Homes in 91% of the country's housing market remain overvalued despite a recent uptick in home sales and an increase in inventory, according to a new report. 

Home prices across the country were 11.1% overvalued as of the third quarter of 2023, a trend that extended to 91% of metro areas, Fitch Ratings wrote in a new report published March 1.  Given that prices kept rising into the fourth quarter, Fitch expects the overvaluation to have extended through the end of last year.

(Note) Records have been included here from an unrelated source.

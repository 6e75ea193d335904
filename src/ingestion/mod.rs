pub mod decoder;
pub mod head_listener;
pub mod ledger_reader;
pub mod pipeline;
pub mod rpc;

pub use decoder::TradeDecoder;
pub use ledger_reader::{LedgerReader, ReaderError};
pub use pipeline::{CycleReport, DriverState, PipelineConfig, PipelineDriver};
pub use rpc::{HttpTransport, RpcTransport};
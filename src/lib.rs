pub mod clock;
pub mod config;
pub mod db;
pub mod errors;
pub mod execution;
pub mod ingestion;
pub mod intelligence;
pub mod metrics;
pub mod models;
pub mod polymarket;
pub mod registry;
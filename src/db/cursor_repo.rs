use sqlx::PgPool;

use super::{to_i64, to_u64, StoreError};
use crate::models::Cursor;

/// Read the persisted cursor, if the pipeline has ever completed a batch.
pub async fn load_cursor(pool: &PgPool) -> Result<Option<Cursor>, StoreError> {
    let row: Option<(i64,)> =
        sqlx::query_as("SELECT last_processed_block FROM pipeline_cursor WHERE id = 1")
            .fetch_optional(pool)
            .await?;

    row.map(|(block,)| to_u64(block, "cursor block").map(Cursor::new))
        .transpose()
}

pub async fn save_cursor(pool: &PgPool, cursor: Cursor) -> Result<(), StoreError> {
    sqlx::query(
        r#"
        INSERT INTO pipeline_cursor (id, last_processed_block, updated_at)
        VALUES (1, $1, NOW())
        ON CONFLICT (id) DO UPDATE
        SET last_processed_block = EXCLUDED.last_processed_block, updated_at = NOW()
        "#,
    )
    .bind(to_i64(cursor.last_processed_block, "cursor block")?)
    .execute(pool)
    .await?;

    Ok(())
}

"There are signs of a gradual thawing in the U.S. housing market, as indicated by slight improvements in new home sales and inventory," the ratings agency said in the report. "Challenges such as high mortgage rates and elevated home prices, which aggravate the affordability issue, continue to moderate the pace of this normalization."

Fitch noted that its overvaluation estimate was driven by the acceleration of real home prices. Home prices remained overvalued in 91% of the country's metro areas, with 58% of these areas seeing houses overvalued by 10% or more. 

The top three overvalued metro areas in the country are Winston-Salem, North Carolina; Memphis, Tennessee-Mississippi-Arizona; and McAllen-Edinburg-Mission, Texas, Fitch wrote. 

Rising Home Prices Means Buyers Need To Earn More

In this environment, it means aspiring homebuyers would need to earn about $47,000 or 80% more that they did before the COVID-19 pandemic to comfortably afford a house, Zillow recently found. Homeownership is considered affordable if a buyer does not need to spend more than 30% of their pre-tax income on housing costs, including mortgage payments. 

"Home shoppers today need to make more than $106,000 to comfortably afford a home. That is 80% more than in January 2020, showing how the math has changed for hopeful buyers, who are more often partnering with friends and family or "house hacking" their way to homeownership," the report said. 

Having said that, wages have failed to keep up with the rising costs. In 2020, the median income was about $66,000. It has only grown 23$ ever since to $81,000. This means the average home buyer would take about 8.5 years to save enough for a 10% down payment.